Fundraisers for charity frequently cite the Donor Bill of Rights, created by the Association of Fundraising Professionals and other professional fundraising organizations, as evidence of the charity’s good stewardship of charitable contributions. But what happens when a disgruntled donor claims the charity failed to live up to the high ideals it espoused?
A federal District Court in Tennessee has held that pointing to the Donor Bill of Rights on the website of the NRA Foundation, the charitable fundraising arm of the National Rifle Association, is not sufficient to meet the plausible pleading requirement of federal law and prevent dismissal of the donors’ claim that they suffered damages from fraudulent solicitations.
The ruling occurred in a case brought by several individuals who claimed that donations and memberships were fraudulently solicited by the NRA, its Foundation, and by NRA CEO Wayne LaPierre and that a significant part of the funds were used for purposes unrelated to the stated mission. The claims against the Foundation and LaPierre have been dismissed. The claim against the NRA itself has been allowed to proceed.
The Court cited Rule 9(b) of the Rules of Civil Procedure for the proposition that a party must state “with particularity” the circumstances constituting fraud and said the plaintiffs failed to satisfy this standard on the claims against the Foundation. It said they had failed to identify the “time, place and content” of any specific solicitations that they claimed to be fraudulent.
The plaintiffs alleged generally that they were solicited for funds to be used for the NRA’s core mission of education and protection of Second Amendment rights and that they had relied on statements that were materially and intentionally false. They alleged that during the time they were being solicited the Foundation included statements on its website spelling out the mission and included the Donor Bill of Rights that affirms the right “to expect the board to exercise prudent judgment in its stewardship responsibilities” and “to be assured your gifts will be used for the purposes for which they are given.”
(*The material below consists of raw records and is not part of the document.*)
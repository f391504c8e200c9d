//! Material costs for building and crafting.

use serde::{Deserialize, Serialize};

use crate::world::{ItemKind, ItemStack, ResourceKind, StructureKind};

/// Materials consumed by PLACE.
#[must_use]
pub const fn structure_materials(kind: StructureKind) -> &'static [(ResourceKind, u32)] {
    match kind {
        StructureKind::Wall => &[(ResourceKind::Stone, 3)],
        StructureKind::Beacon => &[(ResourceKind::Crystal, 2), (ResourceKind::Wood, 2)],
        StructureKind::Trap => &[(ResourceKind::Wood, 2), (ResourceKind::Ore, 1)],
    }
}

/// Things CRAFT can make.
#[derive(Debug, Clone, Copy, PartialEq, Eq, Hash, Serialize, Deserialize)]
#[serde(rename_all = "lowercase")]
pub enum CraftRecipe {
    /// +2 damage weapon.
    Sword,
    /// 1 damage reduction.
    Armor,
    /// +1 energy per tick.
    Trinket,
    /// Heals 5 hp.
    Potion,
}

impl CraftRecipe {
    /// All recipes.
    pub const ALL: [CraftRecipe; 4] = [
        CraftRecipe::Sword,
        CraftRecipe::Armor,
        CraftRecipe::Trinket,
        CraftRecipe::Potion,
    ];

    /// Lower-case name.
    #[must_use]
    pub const fn name(self) -> &'static str {
        match self {
            CraftRecipe::Sword => "sword",
            CraftRecipe::Armor => "armor",
            CraftRecipe::Trinket => "trinket",
            CraftRecipe::Potion => "potion",
        }
    }

    /// Parse a recipe name. `weapon` is accepted for the sword.
    #[must_use]
    pub fn parse(text: &str) -> Option<Self> {
        match text.trim().to_ascii_lowercase().as_str() {
            "sword" | "weapon" => Some(CraftRecipe::Sword),
            "armor" | "armour" => Some(CraftRecipe::Armor),
            "trinket" => Some(CraftRecipe::Trinket),
            "potion" => Some(CraftRecipe::Potion),
            _ => None,
        }
    }

    /// Materials consumed.
    #[must_use]
    pub const fn materials(self) -> &'static [(ResourceKind, u32)] {
        match self {
            CraftRecipe::Sword => &[(ResourceKind::Ore, 2), (ResourceKind::Wood, 1)],
            CraftRecipe::Armor => &[(ResourceKind::Ore, 3)],
            CraftRecipe::Trinket => &[(ResourceKind::Crystal, 2)],
            CraftRecipe::Potion => &[(ResourceKind::Food, 2)],
        }
    }

    /// Item produced.
    #[must_use]
    pub const fn output(self) -> ItemStack {
        let kind = match self {
            CraftRecipe::Sword => ItemKind::Weapon { bonus: 2 },
            CraftRecipe::Armor => ItemKind::Armor { reduction: 1 },
            CraftRecipe::Trinket => ItemKind::Trinket { regen: 1 },
            CraftRecipe::Potion => ItemKind::Potion { heal: 5 },
        };
        ItemStack::new(kind, 1)
    }
}

/// Render a material list as `2 ore, 1 wood`.
#[must_use]
pub fn describe_materials(materials: &[(ResourceKind, u32)]) -> String {
    materials
        .iter()
        .map(|(resource, qty)| format!("{qty} {}", resource.name()))
        .collect::<Vec<_>>()
        .join(", ")
}
//! Seeded 2D value noise.
//!
//! Lattice points get a pseudo-random value from a hash of their integer
//! coordinates and the seed; values between lattice points are smoothly
//! interpolated. Summing octaves gives fractal noise in `[0, 1)`.

// Lattice coordinates are small and always converted through f64.
#![allow(clippy::cast_possible_truncation, clippy::cast_precision_loss)]

/// Smooth, continuous noise field parameterised by a seed.
#[derive(Debug, Clone, Copy)]
pub struct ValueNoise {
    seed: u64,
    octaves: u32,
    frequency: f64,
    persistence: f64,
}

impl ValueNoise {
    /// Create a field with `octaves` layers and a base `frequency` in cycles per tile.
    #[must_use]
    pub const fn new(seed: u64, octaves: u32, frequency: f64) -> Self {
        Self {
            seed,
            octaves,
            frequency,
            persistence: 0.5,
        }
    }

    /// Fractal noise at `(x, y)`, normalised to `[0, 1)`.
    #[must_use]
    pub fn sample(&self, x: f64, y: f64) -> f64 {
        let mut total = 0.0;
        let mut amplitude = 1.0;
        let mut norm = 0.0;
        let mut frequency = self.frequency;
        for octave in 0..self.octaves.max(1) {
            let seed = self.seed.wrapping_add(u64::from(octave).wrapping_mul(0x9E37_79B9));
            total += amplitude * smooth_value(seed, x * frequency, y * frequency);
            norm += amplitude;
            amplitude *= self.persistence;
            frequency *= 2.0;
        }
        total / norm
    }
}

fn smooth_value(seed: u64, x: f64, y: f64) -> f64 {
    let x0 = x.floor();
    let y0 = y.floor();
    let tx = fade(x - x0);
    let ty = fade(y - y0);
    let (ix, iy) = (x0 as i64, y0 as i64);

    let v00 = lattice(seed, ix, iy);
    let v10 = lattice(seed, ix + 1, iy);
    let v01 = lattice(seed, ix, iy + 1);
    let v11 = lattice(seed, ix + 1, iy + 1);

    let top = lerp(v00, v10, tx);
    let bottom = lerp(v01, v11, tx);
    lerp(top, bottom, ty)
}

/// Quintic fade curve: continuous first and second derivatives.
fn fade(t: f64) -> f64 {
    t * t * t * (t * (t * 6.0 - 15.0) + 10.0)
}

fn lerp(a: f64, b: f64, t: f64) -> f64 {
    a + (b - a) * t
}

/// Value in `[0, 1)` for an integer lattice point.
fn lattice(seed: u64, x: i64, y: i64) -> f64 {
    #[allow(clippy::cast_sign_loss)]
    let mut h = seed ^ (x as u64).wrapping_mul(0x9E37_79B9_7F4A_7C15)
        ^ (y as u64).wrapping_mul(0xC2B2_AE3D_27D4_EB4F);
    // splitmix64 finaliser
    h = (h ^ (h >> 30)).wrapping_mul(0xBF58_476D_1CE4_E5B9);
    h = (h ^ (h >> 27)).wrapping_mul(0x94D0_49BB_1331_11EB);
    h ^= h >> 31;
    (h >> 11) as f64 / (1u64 << 53) as f64
}

#[cfg(test)]
mod tests {
    use super::*;

    #[test]
    fn test_noise_is_deterministic() {
        let a = ValueNoise::new(42, 4, 0.05);
        let b = ValueNoise::new(42, 4, 0.05);
        for i in 0..50 {
            let (x, y) = (f64::from(i) * 1.7, f64::from(i) * 0.3);
            assert!((a.sample(x, y) - b.sample(x, y)).abs() < f64::EPSILON);
        }
    }

    #[test]
    fn test_noise_range() {
        let noise = ValueNoise::new(7, 5, 0.02);
        for y in 0..64 {
            for x in 0..64 {
                let v = noise.sample(f64::from(x), f64::from(y));
                assert!((0.0..1.0).contains(&v), "out of range: {v}");
            }
        }
    }

    #[test]
    fn test_noise_is_smooth() {
        let noise = ValueNoise::new(3, 1, 0.05);
        let a = noise.sample(10.0, 10.0);
        let b = noise.sample(10.01, 10.0);
        assert!((a - b).abs() < 0.01);
    }

    #[test]
    fn test_seeds_differ() {
        let a = ValueNoise::new(1, 3, 0.05);
        let b = ValueNoise::new(2, 3, 0.05);
        let differs = (0..20).any(|i| {
            let x = f64::from(i) * 3.1;
            (a.sample(x, x) - b.sample(x, x)).abs() > 1e-6
        });
        assert!(differs);
    }
}
//! Event log entries.

use serde::{Deserialize, Serialize};
use serde_json::Value;

use crate::error::DecisionError;
use crate::world::AgentId;

/// What happened.
#[derive(Debug, Clone, Copy, PartialEq, Eq, Hash, Serialize, Deserialize)]
#[serde(rename_all = "snake_case")]
pub enum EventKind {
    /// An agent entered the game.
    AgentJoined,
    /// The game began ticking.
    GameStarted,
    /// Ticking was suspended.
    GamePaused,
    /// Ticking resumed.
    GameResumed,
    /// A decision source failed or timed out.
    DecisionFailure,
    /// Decision output could not be parsed.
    IntentRejected,
    /// An unowned tile was claimed.
    TileClaimed,
    /// An owned tile changed hands.
    TileCaptured,
    /// An agent died.
    AgentKilled,
    /// A dead agent came back.
    AgentRespawned,
    /// A structure was built.
    StructureBuilt,
    /// A structure was destroyed.
    StructureDestroyed,
    /// A trap fired.
    TrapTriggered,
    /// A chat message was sent.
    Chat,
    /// The game reached a win condition.
    GameFinished,
    /// The game hit an engine-fatal error.
    GameFailed,
}

/// One entry in a game's event log.
#[derive(Debug, Clone, PartialEq, Serialize, Deserialize)]
pub struct EventLogEntry {
    /// Tick the event belongs to.
    pub tick: u64,
    /// Event kind.
    pub kind: EventKind,
    /// Agent the event is about, if any.
    pub agent: Option<AgentId>,
    /// Kind-specific details.
    pub payload: Value,
}

impl EventLogEntry {
    /// Create an entry.
    #[must_use]
    pub const fn new(tick: u64, kind: EventKind, agent: Option<AgentId>, payload: Value) -> Self {
        Self {
            tick,
            kind,
            agent,
            payload,
        }
    }
}

/// A decision that had to be replaced by WAIT.
#[derive(Debug, Clone, PartialEq, Eq, Serialize, Deserialize)]
pub struct DecisionFailure {
    /// Tick the decision was for.
    pub tick: u64,
    /// Agent whose decision failed.
    pub agent: AgentId,
    /// Why.
    pub error: DecisionError,
}

/// A chat message delivered during a tick.
#[derive(Debug, Clone, PartialEq, Eq, Serialize, Deserialize)]
pub struct ChatMessage {
    /// Sender.
    pub from: AgentId,
    /// Recipient, or `None` for a broadcast.
    pub to: Option<AgentId>,
    /// Message body.
    pub text: String,
}

impl ChatMessage {
    /// Whether `agent` may read this message.
    #[must_use]
    pub fn is_for(&self, agent: &AgentId) -> bool {
        self.to.as_ref().is_none_or(|to| to == agent) || &self.from == agent
    }
}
“Even if these statements were construed to make a false statement of material fact — and it is not clear that they can be so construed,” the Court said, “the allegations do not connect the ‘solicitation’ with the statements on the website. In fact, Plaintiffs do not make any allegation that the NRA Foundation solicited funds via the website.” For lack of particularity, the Court dismissed the claims against the Foundation.
The Court also dismissed the claims against LaPierre for failure to cite specific solicitations made by him.
With regard to the NRA itself, however, the case was slightly different. The plaintiffs alleged that the NRA website contained information on its mission and asked visitors to join “RIGHT NOW.” They said the NRA included the uniform disclosure statement required by charitable solicitation statutes on its website and in mailed solicitations. The statement said that “contributions raised will be used to advance the mission of the NRA.”
They also alleged a series of excessive expenditures for insiders and personal expenses of LaPierre, similar to those raised recently by the Attorney General of New York, who has sought restitution from LaPierre and other officers and dissolution of the NRA itself. (The NRA is organized under the charity laws of New York and is treated within the state as a charity, although its federal tax status is that of a 501(c)(4) social welfare organization to which contributions are not deductible, not a 501(c)(3) charity.)
The NRA argued that the allegations were no more than “a passing conclusory assertion” that the NRA knew of and intended the falsity of its statements and related to future action which could not be the basis of a fraud charge. But the Court sais that “it was not necessary that the NRA know at the time what the extraneous expenditures would be, only that they knew that money would be spent outside the mission…. Given the extent of the alleged misspent funds — in both duration and volume — the Court finds Plaintiffs’ allegation that the NRA knew donated funds would not be used to advance the mission of the NRA sufficiently plausible to state a claim.”
The Court also dismissed claims of racketeering against all defendants. (Dell’Aquila v. LaPierre, M.D. TN, No. 3:19-cv-00679, 9/30/20.)
YOU NEED TO KNOW
One of the attorneys listed as appearing for the defense was William A. Brewer of the Brewer law firm in New York. Among the allegations of misspent funds were allegations of paying William A. Brewer, III more than $97,000 per day during the first quarter of 2019 and paying the Brewer Law Firm approximately $2 million per month for legal services over a 13-month period.